Читать «Чувства и вещи» онлайн - страница 49
Евгений Михайлович Богат
7
После опубликования в «Литературной газете» ряда моих статей о странностях общения пошли письма. Я умозрительно, что ли, опровергал тоже весьма умозрительные пессимистические соображения Гастона Буасье об умирании писем, а корреспонденты мои опровергали их живым делом, тем, что эти самые не единожды торжественно похороненные письма писали.
Вот несколько писем.
Это во многом личные письма, поэтому не буду называть имен авторов.
«Около десяти лет я не видела моего старого-старого товарища. Когда-то мы учились в институте, он пытался ухаживать за мной, однако „роман“ не состоялся, но тем не менее, а может быть, именно поэтому отношения у нас были „человеческие“, и оба ими дорожили. Были в них и откровенность, и взаимное доверие. Потом жизнь нас развела, и вот через десять лет он едет через наш город на международный конгресс, и мы целый вечер шатаемся по нашему замечательному парку над Волгой. Рассказывала больше я, он молчал. И когда я вдоволь наговорилась, он, иронически улыбаясь, рассказал мне анекдот. Однажды один американский владелец фабрики плащей поехал в Рим, где сумел добиться аудиенции у папы. Когда он вернулся в США, там поинтересовались, как же выглядит папа римский. Владелец фабрики ответил: „Сорок первый размер нормальной полноты“. Поначалу я не сообразила, почему он рассказал мне этот анекдот, а когда поняла, мне захотелось заплакать. Я почувствовала себя улиткой, которая весь вечер таскала на себе раковину. Конечно, я говорила ему о вещах серьезных. О состоянии нашей архитектурной мастерской, о служебных сложностях, о трениях и „интригах“. Я говорила даже о деле, которое занимало в моей жизни и занимает сегодня большое место. И в его жизни тоже. Я говорила не только об „интригах“, но и о творческих планах. Да, конечно, но ведь мы не виделись десять лет! За эти годы оба любили, страдали, обманывались, надеялись, жили сложной нравственной жизнью, размышляли, плакали, и вот мы увиделись — два человеческих мира, — и, может быть, в последний раз. О эти частные, узкопрофессиональные, деловые разговоры! Действительно, сорок первый размер нормальной полноты. А как хороша была Волга в тот вечер, и наш осенний парк, и чайки над нашим искусственным морем!..»

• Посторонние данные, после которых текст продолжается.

//! Supports reading the robot description from YAML file (optional)
//!
//! The robot is a list of parts. Every part is mounted to its parent part (or to the world)
//! and may have a kinematic chain made of links. See [RobotConfig::from_yaml_file] for
//! the format.

use std::path::Path;
use nalgebra::{Translation3, Unit, UnitQuaternion, Vector3};
use serde::Deserialize;
use serde_saphyr::Options;
use tracing::info;

use crate::components::component;
use crate::config_error::ConfigError;
use crate::fake::{FakeArm, FakeGantry, FakeGripper};
use crate::frame::{Frame, Limit};
use crate::frame_system::{sort_parents_first, FrameSystem, FrameSystemError};
use crate::geometry::Geometry;
use crate::kinematic_traits::{Kinematics, Pose, WORLD};
use crate::kinematics_impl::KinematicModel;
use crate::proto::{GeometryProto, JointPositions};
use crate::registry::ResourceRegistry;
use crate::robot::{link_frame_name, origin_frame_name, Robot};

fn default_name() -> String { "robot".to_string() }
fn default_parent() -> String { WORLD.to_string() }
fn default_axis() -> [f64; 3] { [0.0, 0.0, 1.0] }

/// Orientation as axis and angle (radians, `deg(...)` accepted).
#[derive(Debug, Clone, Deserialize)]
pub struct OrientationConfig {
    #[serde(default = "default_axis")]
    pub axis: [f64; 3],
    pub angle: f64,
}

#[derive(Debug, Clone, Copy, Default, PartialEq, Deserialize)]
#[serde(rename_all = "snake_case")]
pub enum JointKind {
    #[default]
    Fixed,
    Revolute,
    Prismatic,
}

/// Which simulated component stands for the part.
#[derive(Debug, Clone, Copy, PartialEq, Deserialize)]
#[serde(rename_all = "snake_case")]
pub enum PartKind {
    Arm,
    Gantry,
    Gripper,
}

#[derive(Debug, Clone, Deserialize)]
pub struct LinkConfig {
    pub name: String,
    #[serde(default)]
    pub joint: JointKind,
    /// Joint axis, in the frame placed by the translation and orientation of this link.
    #[serde(default = "default_axis")]
    pub axis: [f64; 3],
    /// Radians for revolute, millimeters for prismatic joints.
    #[serde(default)]
    pub min: Option<f64>,
    #[serde(default)]
    pub max: Option<f64>,
    /// Offset from the previous link (millimeters).
    #[serde(default)]
    pub translation: [f64; 3],
    #[serde(default)]
    pub orientation: Option<OrientationConfig>,
    #[serde(default)]
    pub geometry: Option<GeometryProto>,
}

#[derive(Debug, Clone, Deserialize)]
pub struct PartConfig {
    pub name: String,
    #[serde(default = "default_parent")]
    pub parent: String,
    /// Mount position relative to the parent part frame (millimeters).
    #[serde(default)]
    pub translation: [f64; 3],
    #[serde(default)]
    pub orientation: Option<OrientationConfig>,
    #[serde(default)]
    pub links: Vec<LinkConfig>,
    #[serde(default)]
    pub kind: Option<PartKind>,
    /// Initial joint positions of the simulated component (degrees, millimeters).
    #[serde(default)]
    pub initial: Vec<f64>,
    #[serde(default)]
    pub geometry: Option<GeometryProto>,
}

#[derive(Debug, Clone, Deserialize)]
pub struct RobotConfig {
    #[serde(default = "default_name")]
    pub name: String,
    pub parts: Vec<PartConfig>,
}

impl RobotConfig {
    /// Read the robot description from YAML file. YAML file like this is supported:
    /// ```yaml
    /// name: arm_on_gantry
    /// parts:
    ///   - name: gantry1
    ///     kind: gantry
    ///     links:
    ///       - { name: x, joint: prismatic, axis: [1, 0, 0], min: 0, max: 1000 }
    ///     initial: [1.2]
    ///   - name: arm1
    ///     parent: gantry1
    ///     translation: [500, 0, 300]
    ///     links:
    ///       - { name: base, joint: revolute, min: deg(-180), max: deg(180) }
    ///       - { name: upper, translation: [0, 0, 300] }
    ///   - name: gripper1
    ///     parent: arm1
    ///     orientation: { axis: [0, 1, 0], angle: deg(90) }
    /// ```
    /// Parts may be listed in any order. The kind is optional: parts with revolute joints
    /// are arms, with prismatic joints only gantries, and without joints grippers.
    ///
    /// YAML extension to parse the deg(angle) function is supported (serde_saphyr).
    pub fn from_yaml_file<P: AsRef<Path>>(path: P) -> Result<Self, ConfigError> {
        let contents = std::fs::read_to_string(path)?;
        RobotConfig::from_yaml_str(&contents)
    }

    pub fn from_yaml_str(contents: &str) -> Result<Self, ConfigError> {
        serde_saphyr::from_str_with_options(
            contents,
            Options { angle_conversions: true, ..Default::default() }
        ).map_err(|e| ConfigError::ParseError(format!("{}", e)))
    }

    /// Builds the static frame system. Parts are added parents first; a part whose parent
    /// is neither the world nor another part is an error.
    pub fn build_frame_system(&self) -> Result<FrameSystem, ConfigError> {
        let parts = sort_parents_first(
            self.parts.iter().collect(),
            |part| part.name.as_str(),
            |part| part.parent.as_str(),
            |name| name == WORLD,
        ).map_err(|(frame, parent)| FrameSystemError::UnknownParent { frame, parent })?;

        let mut frame_system = FrameSystem::new(&self.name);
        for part in parts {
            part.add_frames(&mut frame_system)?;
        }
        info!("Frame system '{}' built with {} frames", self.name, frame_system.frame_names().len());
        Ok(frame_system)
    }

    /// Robot with a simulated component for every part.
    pub fn build_simulated_robot(&self) -> Result<Robot, ConfigError> {
        let frame_system = self.build_frame_system()?;
        let mut registry = ResourceRegistry::new();
        for part in &self.parts {
            let kind = part.kind.unwrap_or_else(|| part.derived_kind());
            let simulated = match kind {
                PartKind::Gripper => component(FakeGripper::new()),
                PartKind::Arm | PartKind::Gantry => {
                    let model = KinematicModel::from_frame_system(
                        &frame_system, &part.name, &origin_frame_name(&part.name), &part.name)?;
                    let inputs = if part.initial.is_empty() {
                        vec![0.0; model.dof()]
                    } else {
                        model.input_from_protobuf(&JointPositions { values: part.initial.clone() })?
                    };
                    if kind == PartKind::Arm {
                        component(FakeArm::at(model, &inputs))
                    } else {
                        component(FakeGantry::at(model, &inputs))
                    }
                }
            };
            registry.register(part.name.clone(), simulated);
        }
        Ok(Robot::new(frame_system, registry))
    }
}

impl PartConfig {
    fn invalid(&self, reason: impl Into<String>) -> ConfigError {
        ConfigError::InvalidPart { part: self.name.clone(), reason: reason.into() }
    }

    fn derived_kind(&self) -> PartKind {
        if self.links.iter().any(|link| link.joint == JointKind::Revolute) {
            PartKind::Arm
        } else if self.links.iter().any(|link| link.joint == JointKind::Prismatic) {
            PartKind::Gantry
        } else {
            PartKind::Gripper
        }
    }

    /// Adds `<name>_origin`, one frame per link and the part frame itself.
    fn add_frames(&self, frame_system: &mut FrameSystem) -> Result<(), ConfigError> {
        if self.name.is_empty() || self.name.contains(':') {
            return Err(self.invalid("part name must be non-empty and must not contain ':'"));
        }
        let origin = origin_frame_name(&self.name);
        frame_system.add_frame(Frame::new_static(
            &origin, &self.parent, pose(self.translation, self.orientation.as_ref())))?;

        let mut previous = origin;
        for link in &self.links {
            let name = link_frame_name(&self.name, &link.name);
            let mut frame = self.link_frame(link, &name, &previous)?;
            if let Some(geometry) = &link.geometry {
                frame = frame.with_geometry(Geometry::from(geometry));
            }
            frame_system.add_frame(frame)?;
            previous = name;
        }

        let mut frame = Frame::new_static(&self.name, &previous, Pose::identity());
        if let Some(geometry) = &self.geometry {
            frame = frame.with_geometry(Geometry::from(geometry));
        }
        frame_system.add_frame(frame)?;
        Ok(())
    }

    fn link_frame(&self, link: &LinkConfig, name: &str, parent: &str) -> Result<Frame, ConfigError> {
        let offset = pose(link.translation, link.orientation.as_ref());
        let axis = || Unit::try_new(Vector3::from(link.axis), 1e-9)
            .ok_or_else(|| self.invalid(format!("link '{}' has zero axis", link.name)));
        Ok(match link.joint {
            JointKind::Fixed => Frame::new_static(name, parent, offset),
            JointKind::Revolute => {
                let full = Limit::full_turn();
                let limit = Limit::new(link.min.unwrap_or(full.min), link.max.unwrap_or(full.max));
                Frame::revolute(name, parent, offset, axis()?, limit)
            }
            JointKind::Prismatic => match (link.min, link.max) {
                (Some(min), Some(max)) => Frame::prismatic(name, parent, offset, axis()?, Limit::new(min, max)),
                _ => return Err(self.invalid(format!("prismatic link '{}' needs min and max", link.name))),
            },
        })
    }
}

fn pose(translation: [f64; 3], orientation: Option<&OrientationConfig>) -> Pose {
    let rotation = orientation
        .and_then(|o| Unit::try_new(Vector3::from(o.axis), 1e-9).map(|axis| (axis, o.angle)))
        .map(|(axis, angle)| UnitQuaternion::from_axis_angle(&axis, angle))
        .unwrap_or_else(UnitQuaternion::identity);
    Pose::from_parts(Translation3::from(Vector3::from(translation)), rotation)
}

Первое письмо, как явствует из него, писала женщина. А вот отрывок из второго — от мужчины:
«Меня по-настоящему ранит, когда я наблюдаю потребительское, утилитарное отношение к созданному человеком и особенно к нему самому в социалистической действительности, сама сущность которой в том, что она изнутри все более мощно эмансипирует, делает человеческими наши чувства. Меня ранит это даже в малозначащих, может быть, смешных для здравомыслящих людей мелочах. Вот подошел ко мне в коридоре института коллега, умный, эрудированный человек. Я обрадовался и начал обсуждать с ним то, что творчески волновало меня в те часы, выплескивать это с особой силой. А в самую патетическую минуту обнаружилось, что нужно было ему неотложно одолжить у меня 35… И стало мне тошно, как после малосъедобного обеда».